Triterras Fintech Reports Financial Results for the First Six Months of its Fiscal Year 2020

 

Singapore, September 30, 2020 - Triterras Fintech, a leading fintech company for commodity trading and trade finance, today announced financial results for the six months ended August 31, 2020.

 

Financial Highlights for the First Six Months of Fiscal 2020

 

Revenue was $23.7 million

 

Net income was $14.2 million

 

EBITDA was $17.3 million

 

Management Commentary

“Our strong first half performance positions us well to meet or exceed our projections for fiscal 2020,” said Triterras Fintech Founder and Chairman Srinivas Koneru. “Our traction in the marketplace is building each month given Kratos™ marketplace’s first-mover advantage in a physical trade and trade finance industry ripe for disruption. The result is not just more users, but in some cases users’ counterparties joining our platform, which is driving significant growth. We expect these results to continue and look forward to our business combination with Netfin closing in the fourth quarter of 2020.”

 

Triterras Fintech had previously announced that, during the first six months of 2020 (ending August 31st), the Kratos platform had generated approximately $5 billion of total trade and trade finance volume.
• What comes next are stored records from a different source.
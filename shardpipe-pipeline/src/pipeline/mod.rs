//! Pipelines: turn a byte stream into a chunk list and back
//!
//! - [`SingleObjectPipeline`]: the whole stream as one chunk, serially
//! - [`AsyncSplitterPipeline`]: fixed-size chunks through parallel
//!   processing and storage stages, reassembled in order on read
//! - [`DevNullPipeline`]: splits and hashes without storing anything

mod async_splitter;
mod dev_null;
mod single_object;

pub use async_splitter::AsyncSplitterPipeline;
pub use dev_null::DevNullPipeline;
pub use single_object::SingleObjectPipeline;

use async_trait::async_trait;
use shardpipe_core::chunk::{CheckStatus, Chunk};
use shardpipe_core::error::Result;
use tokio::io::{AsyncRead, AsyncReadExt, AsyncWrite};

/// Stores, retrieves, checks, repairs and deletes whole streams
#[async_trait]
pub trait Pipeline: Send + Sync {
    /// Store everything `reader` yields, returning the chunk list in stream order
    async fn write(&self, reader: &mut (dyn AsyncRead + Unpin + Send)) -> Result<Vec<Chunk>>;

    /// Write the plaintext described by `chunks` to `writer`, in order
    async fn read(&self, chunks: &[Chunk], writer: &mut (dyn AsyncWrite + Unpin + Send)) -> Result<()>;

    /// Worst health of any chunk in the list
    async fn check(&self, chunks: &[Chunk], fast: bool) -> Result<CheckStatus>;

    /// Restore redundancy, returning the updated list with hashes preserved
    async fn repair(&self, chunks: &[Chunk]) -> Result<Vec<Chunk>>;

    /// Delete every object of every chunk
    async fn delete(&self, chunks: &[Chunk]) -> Result<()>;

    /// Split size; 0 when the stream is stored as a single chunk
    fn chunk_size(&self) -> usize;

    /// Release the underlying storage
    async fn close(&self) -> Result<()>;
}

/// Fill `buf` from `reader`, stopping early only at end of stream.
///
/// Returns the number of bytes read; less than `buf.len()` means the
/// stream ended.
pub(crate) async fn read_full<R>(reader: &mut R, buf: &mut [u8]) -> std::io::Result<usize>
where
    R: AsyncRead + Unpin + ?Sized,
{
    let mut filled = 0;
    while filled < buf.len() {
        match reader.read(&mut buf[filled..]).await? {
            0 => break,
            n => filled += n,
        }
    }
    Ok(filled)
}

#[cfg(test)]
mod tests {
    use super::*;
    use std::io::Cursor;
    use std::pin::Pin;
    use std::task::{Context, Poll};
    use tokio::io::ReadBuf;

    /// Reader that hands out at most one byte per call
    struct Trickle(Cursor<Vec<u8>>);

    impl AsyncRead for Trickle {
        fn poll_read(
            mut self: Pin<&mut Self>,
            cx: &mut Context<'_>,
            buf: &mut ReadBuf<'_>,
        ) -> Poll<std::io::Result<()>> {
            let mut byte = [0u8; 1];
            let mut one = ReadBuf::new(&mut byte);
            match Pin::new(&mut self.0).poll_read(cx, &mut one) {
                Poll::Ready(Ok(())) => {
                    buf.put_slice(one.filled());
                    Poll::Ready(Ok(()))
                }
                other => other,
            }
        }
    }

    #[tokio::test]
    async fn test_read_full_accumulates_short_reads() {
        let mut reader = Trickle(Cursor::new(b"abcdefg".to_vec()));
        let mut buf = [0u8; 3];

        assert_eq!(read_full(&mut reader, &mut buf).await.unwrap(), 3);
        assert_eq!(&buf, b"abc");
        assert_eq!(read_full(&mut reader, &mut buf).await.unwrap(), 3);
        assert_eq!(&buf, b"def");
        assert_eq!(read_full(&mut reader, &mut buf).await.unwrap(), 1);
        assert_eq!(buf[0], b'g');
        assert_eq!(read_full(&mut reader, &mut buf).await.unwrap(), 0);
    }
}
For the two months of July and August 2020, the company also disclosed that the total trade and trade finance transaction volume was $2.1 billion, representing an average of over $1 billion per month, a key milestone in its growth trajectory.

 

As previously announced, Triterras Fintech and Netfin Acquisition Corp. (Nasdaq: NFIN, NFINW) have entered into a definitive agreement pursuant to which Triterras Fintech will become a Nasdaq-listed public company under the ticker symbol “TRIT.” The transaction, which is expected to close in Q4 2020, would provide Triterras Fintech the strategic capital to further accelerate its growth.

 

About Triterras Fintech

Triterras Fintech is a leading fintech company focused on trade and trade finance. It launched and operates Kratos—one of the world’s largest commodity trading and trade finance platforms that connects and enables commodity traders to trade and source capital from lenders directly online.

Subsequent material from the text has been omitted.